In the case of PhA-H-SiQDs, the pH dependence of zeta potential is clearly governed by the speciation behavior of PhA. The very low pK_a of half of its hydroxyl groups stabilizes the surface charge across a broad pH range, with a gradual decrease observed upon surpassing the second pK_a value (Fig. 3b). Similarly, the agglomerate size remains nearly constant, with only a slight reduction occurring at pH values above 8 (Fig. 2d). This reduction can be attributed to the complete deprotonation of PhA's phosphate groups, as supported by the corresponding zeta potential data. The resulting increase in surface charge density enhances electrostatic repulsion between particles, suppressing bridging interactions and thereby improving colloidal dispersion of PhA-coated H-SiQDs.
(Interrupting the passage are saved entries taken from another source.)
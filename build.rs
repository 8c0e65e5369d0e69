// SPDX-License-Identifier: GPL-3.0-only

use std::process::Command;

fn main() {
    println!("cargo::rerun-if-changed=.git/HEAD");
    println!("cargo::rerun-if-changed=.git/refs/tags");
    println!("cargo::rerun-if-env-changed=OBSCURA_VERSION");

    // Packagers can pin the version string without a git checkout
    let version = std::env::var("OBSCURA_VERSION").unwrap_or_else(|_| describe_version());

    println!("cargo::rustc-env=GIT_VERSION={}", version);
}

/// Build a version string of the form `<tag>-<hash>` or `<tag>-dirty-<hash>`
fn describe_version() -> String {
    let pkg_version = std::env::var("CARGO_PKG_VERSION").unwrap_or_else(|_| "0.0.0".into());

    let Some(described) = git(&["describe", "--tags", "--always", "--match", "v*"]) else {
        return pkg_version;
    };
    let described = described.strip_prefix('v').unwrap_or(&described).to_string();

    // "0.1.0-5-gabcdef1" means HEAD is five commits past the tag
    let parts: Vec<&str> = described.rsplitn(3, '-').collect();
    if parts.len() == 3 {
        let hash = parts[0].strip_prefix('g').unwrap_or(parts[0]);
        return format!("{}-dirty-{}", parts[2], hash);
    }

    match git(&["rev-parse", "--short", "HEAD"]) {
        Some(hash) if hash != described => format!("{}-{}", described, hash),
        // No tags at all: describe fell back to the bare hash
        Some(hash) => format!("{}-{}", pkg_version, hash),
        None => described,
    }
}

fn git(args: &[&str]) -> Option<String> {
    let output = Command::new("git").args(args).output().ok()?;
    if !output.status.success() {
        return None;
    }
    let text = String::from_utf8_lossy(&output.stdout).trim().to_string();
    (!text.is_empty()).then_some(text)
}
The highest PL intensity is again observed in the pH range of 4–6, followed by a sharp decline above pH 6, likely due to increased SiO₂ dissolution, as described in the case of PAA-H-SiQDs. Interestingly, PL intensity remains almost entirely preserved even as pH is lowered to 1.5. This behavior cannot be fully explained by the presence of *Si–O–P bonds alone, as their surface concentration is not sufficient (∼35 bonds per QD). More plausible, the adjacent PO⁻ groups, which contribute to the negative charge near the SiQDs surface (Fig. 3c). These negatively charged groups may compensate for the electric field generated by surrounding H⁺ ions, either by slowing the protonation of surface SiOH groups or by mitigating its effect on the distribution of core electron wave functions. In either case, the persistent negative electrostatic environment provided by PhA at very low pH helps maintain the spatial distribution of electron and hole wave functions within the SiQDs core, thereby preserving PL efficiency. The protective role of PhA under acidic conditions is further supported by the partial retention of surface Si–H bonds following acid treatment (Fig. 1d).
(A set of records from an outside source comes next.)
// SPDX-License-Identifier: GPL-3.0-only

//! Camera capture session controller
//!
//! [`CameraSession`] owns everything one capture screen needs for its
//! lifetime: the capture parameters, the visible panel, the opened camera
//! handle and the capture slot. Front-ends feed it [`Message`]s through
//! [`CameraSession::update`] and carry out the returned [`Command`].
//!
//! All mutation happens on the caller's thread, one message at a time. The
//! only suspending work, the hardware capture, leaves the session as a
//! [`PhotoJob`](crate::pipelines::photo::PhotoJob) and comes back as a
//! message.

mod handlers;
pub mod layout;
pub mod panels;
pub mod parameters;
pub mod permissions;
pub mod state;
mod update;

pub use layout::{ArcSide, RadialButton};
pub use panels::{PanelAction, PanelVisibility};
pub use parameters::CaptureParameters;
pub use permissions::{PermissionState, PermissionStatus, should_redirect};
pub use state::{CaptureView, Command, Message, Route, SessionScreen};

use crate::backends::camera::{
    CameraBackend, CameraDevice, CameraFacing, CameraHandle, DeviceSummary,
};
use crate::config::Config;
use crate::constants::{DEFAULT_NEUTRAL_ZOOM, PlatformFamily, ZOOM_OPTIONS};
use crate::errors::CaptureError;
use crate::pipelines::photo::CapturePipeline;
use std::sync::Arc;
use tracing::info;

/// Session options taken from the configuration
#[derive(Debug, Clone, Copy, PartialEq)]
pub struct SessionSettings {
    /// Decides the exposure option set
    pub platform: PlatformFamily,
    /// Camera selected when the session starts
    pub initial_facing: CameraFacing,
    /// Passed through to every capture
    pub enable_shutter_sound: bool,
}

impl Default for SessionSettings {
    fn default() -> Self {
        Self {
            platform: PlatformFamily::current(),
            initial_facing: CameraFacing::Back,
            enable_shutter_sound: false,
        }
    }
}

impl From<&Config> for SessionSettings {
    fn from(config: &Config) -> Self {
        Self {
            platform: config.platform,
            initial_facing: CameraFacing::Back,
            enable_shutter_sound: config.shutter_sound,
        }
    }
}

/// The capture screen's controller
pub struct CameraSession {
    backend: Arc<dyn CameraBackend>,
    settings: SessionSettings,
    /// Every camera the backend reported at mount
    devices: Vec<CameraDevice>,
    /// Device selected for the current facing
    device: Option<CameraDevice>,
    /// Exclusive handle to `device`, only held while permissions allow it
    camera: Option<Arc<dyn CameraHandle>>,
    params: CaptureParameters,
    panel: PanelVisibility,
    capture: CapturePipeline,
    permissions: PermissionState,
    last_capture_error: Option<CaptureError>,
}

impl CameraSession {
    /// Mount a session: enumerate devices and initialise parameters from
    /// the selected device's defaults
    pub fn new(
        backend: Arc<dyn CameraBackend>,
        permissions: PermissionState,
        settings: SessionSettings,
    ) -> Self {
        let devices = backend.enumerate_cameras();
        info!(count = devices.len(), "Found cameras");

        let neutral_zoom = crate::backends::camera::select_device(&devices, settings.initial_facing)
            .map(|device| device.neutral_zoom)
            .unwrap_or(DEFAULT_NEUTRAL_ZOOM);

        let mut session = Self {
            backend,
            settings,
            devices,
            device: None,
            camera: None,
            params: CaptureParameters::new(neutral_zoom, settings.initial_facing),
            panel: PanelVisibility::None,
            capture: CapturePipeline::new(settings.enable_shutter_sound),
            permissions,
            last_capture_error: None,
        };
        session.refresh_camera();
        session
    }

    pub fn parameters(&self) -> &CaptureParameters {
        &self.params
    }

    pub fn panel(&self) -> PanelVisibility {
        self.panel
    }

    pub fn permissions(&self) -> PermissionState {
        self.permissions
    }

    pub fn devices(&self) -> &[CameraDevice] {
        &self.devices
    }

    pub fn device(&self) -> Option<&CameraDevice> {
        self.device.as_ref()
    }

    /// Opened camera handle, if any
    pub fn camera(&self) -> Option<&Arc<dyn CameraHandle>> {
        self.camera.as_ref()
    }

    pub fn is_capturing(&self) -> bool {
        self.capture.is_capturing()
    }

    /// Error of the most recent failed capture attempt
    pub fn last_capture_error(&self) -> Option<&CaptureError> {
        self.last_capture_error.as_ref()
    }

    pub fn platform(&self) -> PlatformFamily {
        self.settings.platform
    }

    pub fn zoom_options(&self) -> &'static [f64] {
        &ZOOM_OPTIONS
    }

    pub fn exposure_options(&self) -> &'static [f64] {
        self.settings.platform.exposure_options()
    }

    /// Zoom panel buttons for a window of the given size
    pub fn zoom_buttons(&self, width: f64, height: f64) -> Vec<RadialButton> {
        layout::zoom_layout(self.zoom_options(), width, height)
    }

    /// Exposure panel buttons for a window of the given size
    pub fn exposure_buttons(&self, width: f64, height: f64) -> Vec<RadialButton> {
        layout::exposure_layout(self.exposure_options(), width, height)
    }

    /// Whether the permission gate currently blocks the session
    pub fn should_redirect(&self) -> bool {
        should_redirect(&self.permissions)
    }

    /// What the capture screen renders right now
    pub fn screen(&self) -> SessionScreen {
        if self.should_redirect() {
            return SessionScreen::Redirect(Route::Permissions);
        }
        let Some(device) = &self.device else {
            return SessionScreen::NoDevice(self.params.facing());
        };
        SessionScreen::Capture(CaptureView {
            device: DeviceSummary::from_device(device),
            status_text: self.params.status_text(),
            capturing: self.capture.is_capturing(),
        })
    }
}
The treatment of H-SiQDs with both PAA and PhA did not result in any additional beneficial effects. The PL and zeta potential responses were dominated by the presence of PAA, and the large mean aggregate size was caused by the mutual interactions between PAA and PhA, which can form a complex, cross-linked polyelectrolyte network through multivalent ionic interactions and hydrogen bonding. Such a network likely captures SiQDs within interconnected domains, promoting the formation of larger agglomerates. Furthermore, the overall acid concentration in this dual treatment was twice that of the individual treatments, which likely enhanced inter-particle bridging and further contributed to the observed increase in aggregate size.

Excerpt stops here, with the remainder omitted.